Work instructions: Your task is to copy all of the data exactly.

Given data:
▽

pub mod llm;
pub mod observability;
pub mod persistence;
pub mod retrieval;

△

Answer to this task:
pub mod llm;
pub mod observability;
pub mod persistence;
pub mod retrieval;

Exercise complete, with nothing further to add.